The Southern Wall (הכותל הדרומי HaKotel HaDromi) is the retaining wall of the Temple Mount at the southern end. It was built during King Herod's expansion of the Temple Mount platform southward on to the Ophel.

==Construction==
The Southern Wall is 922 ft in length, and which the historian Josephus equates as being equal to the length of one furlong (Greek: stadion). Herod's southern extension of the Temple Mount is clearly visible from the east, standing on the Mount of Olives or to a visitor standing on top of the Temple mount as a slight change in the plane of the eastern wall, the so-called "Straight Joint." Herod's Royal Stoa stood atop this southern extension. The retaining wall is built of enormous blocks of Jerusalem stone, the face of each ashlar (block) is edged with a margin, the bossage is raised about 3/8" above the surrounding margins. The unmortared blocks are so finely fitted together that a knife blade cannot be inserted between the ashlars.

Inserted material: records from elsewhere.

//! Ballots and the per-round ballot box
//!
//! A `BallotBox` is opened for one vote round with a fixed electorate and a
//! fixed candidate list. It accepts at most one ballot per eligible voter and
//! is consumed when the round closes, so a closed round can never be amended.

use std::collections::{HashMap, HashSet};

use serde::{Deserialize, Serialize};

use crate::domain::value_objects::PlayerId;

/// One voter's choice in a vote round
#[derive(Debug, Clone, Copy, PartialEq, Eq, Hash, Serialize, Deserialize)]
pub enum BallotChoice {
    Target(PlayerId),
    /// Explicit abstain
    Skip,
}

impl BallotChoice {
    pub fn target(&self) -> Option<PlayerId> {
        match self {
            BallotChoice::Target(id) => Some(*id),
            BallotChoice::Skip => None,
        }
    }
}

/// Reasons a ballot is refused at the submission boundary
#[derive(Debug, Clone, PartialEq, Eq, thiserror::Error)]
pub enum BallotError {
    #[error("Player {0} is not eligible to vote in this round")]
    NotEligible(PlayerId),

    #[error("Player {0} has already voted")]
    AlreadyVoted(PlayerId),

    #[error("Player {0} is not a candidate in this round")]
    InvalidTarget(PlayerId),

    #[error("Skipping is not allowed in this round")]
    SkipNotAllowed,
}

impl BallotError {
    /// Localization key used to tell the submitter why the ballot was refused
    pub fn key(&self) -> &'static str {
        match self {
            BallotError::NotEligible(_) => "BallotNotEligible",
            BallotError::AlreadyVoted(_) => "BallotAlreadyVoted",
            BallotError::InvalidTarget(_) => "BallotInvalidTarget",
            BallotError::SkipNotAllowed => "BallotSkipNotAllowed",
        }
    }
}

/// Collects ballots for a single vote round
#[derive(Debug, Clone)]
pub struct BallotBox {
    electorate: HashSet<PlayerId>,
    candidates: HashSet<PlayerId>,
    allow_skip: bool,
    ballots: HashMap<PlayerId, BallotChoice>,
    /// Voters in submission order
    order: Vec<PlayerId>,
}

impl BallotBox {
    pub fn open(
        electorate: impl IntoIterator<Item = PlayerId>,
        candidates: impl IntoIterator<Item = PlayerId>,
        allow_skip: bool,
    ) -> Self {
        Self {
            electorate: electorate.into_iter().collect(),
            candidates: candidates.into_iter().collect(),
            allow_skip,
            ballots: HashMap::new(),
            order: Vec::new(),
        }
    }

    /// Record a ballot. A rejected ballot leaves the box untouched.
    pub fn cast(&mut self, voter: PlayerId, choice: BallotChoice) -> Result<(), BallotError> {
        if !self.electorate.contains(&voter) {
            return Err(BallotError::NotEligible(voter));
        }
        if self.ballots.contains_key(&voter) {
            return Err(BallotError::AlreadyVoted(voter));
        }
        match choice {
            BallotChoice::Target(target) if !self.candidates.contains(&target) => {
                return Err(BallotError::InvalidTarget(target));
            }
            BallotChoice::Skip if !self.allow_skip => return Err(BallotError::SkipNotAllowed),
            _ => {}
        }

        self.ballots.insert(voter, choice);
        self.order.push(voter);
        Ok(())
    }

    /// Record an implicit abstain for a voter who never answered.
    /// Counts toward the ballot total even when explicit skips are refused.
    pub fn abstain(&mut self, voter: PlayerId) -> Result<(), BallotError> {
        if !self.electorate.contains(&voter) {
            return Err(BallotError::NotEligible(voter));
        }
        if self.ballots.contains_key(&voter) {
            return Err(BallotError::AlreadyVoted(voter));
        }
        self.ballots.insert(voter, BallotChoice::Skip);
        self.order.push(voter);
        Ok(())
    }

    pub fn has_voted(&self, voter: PlayerId) -> bool {
        self.ballots.contains_key(&voter)
    }

    pub fn ballot_count(&self) -> usize {
        self.order.len()
    }

    /// Close the round, yielding ballot values in submission order
    pub fn close(self) -> Vec<Option<PlayerId>> {
        self.order
            .iter()
            .filter_map(|voter| self.ballots.get(voter))
            .map(BallotChoice::target)
            .collect()
    }
}

#[cfg(test)]
mod tests {
    use super::*;

    fn ids(raw: &[u64]) -> Vec<PlayerId> {
        raw.iter().copied().map(PlayerId::new).collect()
    }

    #[test]
    fn test_cast_and_close_preserves_order() {
        let mut ballot_box = BallotBox::open(ids(&[1, 2, 3]), ids(&[1, 2, 3]), true);
        ballot_box.cast(PlayerId::new(3), BallotChoice::Skip).unwrap();
        ballot_box
            .cast(PlayerId::new(1), BallotChoice::Target(PlayerId::new(2)))
            .unwrap();

        assert_eq!(ballot_box.ballot_count(), 2);
        assert_eq!(ballot_box.close(), vec![None, Some(PlayerId::new(2))]);
    }

    #[test]
    fn test_duplicate_ballot_keeps_first() {
        let mut ballot_box = BallotBox::open(ids(&[1, 2]), ids(&[1, 2]), true);
        ballot_box
            .cast(PlayerId::new(1), BallotChoice::Target(PlayerId::new(2)))
            .unwrap();

        let result = ballot_box.cast(PlayerId::new(1), BallotChoice::Skip);
        assert_eq!(result, Err(BallotError::AlreadyVoted(PlayerId::new(1))));
        assert_eq!(ballot_box.close(), vec![Some(PlayerId::new(2))]);
    }

    #[test]
    fn test_non_member_cannot_vote() {
        let mut ballot_box = BallotBox::open(ids(&[1, 2]), ids(&[1, 2]), true);
        let result = ballot_box.cast(PlayerId::new(9), BallotChoice::Skip);
        assert_eq!(result, Err(BallotError::NotEligible(PlayerId::new(9))));
        assert!(!ballot_box.has_voted(PlayerId::new(9)));
    }

    #[test]
    fn test_non_candidate_target_rejected() {
        let mut ballot_box = BallotBox::open(ids(&[1, 2]), ids(&[2]), false);
        let result = ballot_box.cast(PlayerId::new(1), BallotChoice::Target(PlayerId::new(1)));
        assert_eq!(result, Err(BallotError::InvalidTarget(PlayerId::new(1))));

        let result = ballot_box.cast(PlayerId::new(1), BallotChoice::Skip);
        assert_eq!(result, Err(BallotError::SkipNotAllowed));
        assert_eq!(ballot_box.ballot_count(), 0);
    }

    #[test]
    fn test_implicit_abstain_counts_even_without_skip() {
        let mut ballot_box = BallotBox::open(ids(&[1, 2]), ids(&[1, 2]), false);
        ballot_box.abstain(PlayerId::new(1)).unwrap();
        ballot_box
            .cast(PlayerId::new(2), BallotChoice::Target(PlayerId::new(1)))
            .unwrap();

        assert_eq!(
            ballot_box.abstain(PlayerId::new(2)),
            Err(BallotError::AlreadyVoted(PlayerId::new(2)))
        );
        assert_eq!(ballot_box.close(), vec![None, Some(PlayerId::new(1))]);
    }
}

An enormous flight of steps leads to the Southern Wall from the south. They were excavated after 1967 by archaeologist Benjamin Mazar and are the northernmost extension of the pilgrims road leading from the Pool of Siloam to the Temple Mount via the Double Gate and the Triple Gate. These are the steps that Jesus of Nazareth and other Jews of his era walked up to approach the Temple, especially on the great pilgrimage festivals of Passover, Shavuot and Sukkot. The stairs that lead to the double gate are intact and "well-preserved." The steps that lead to the triple gate were mostly destroyed.

The risers are low, a mere 7 to 10 inches high, and each step is 12 to 35 inches deep, forcing the ascending pilgrims to walk with a stately, deliberate tread. The pilgrims entered the temple precincts through the double and triple gates still visible in the Southern Wall. Together, the double and triple gates are known as the Huldah Gates, after the prophetess Huldah.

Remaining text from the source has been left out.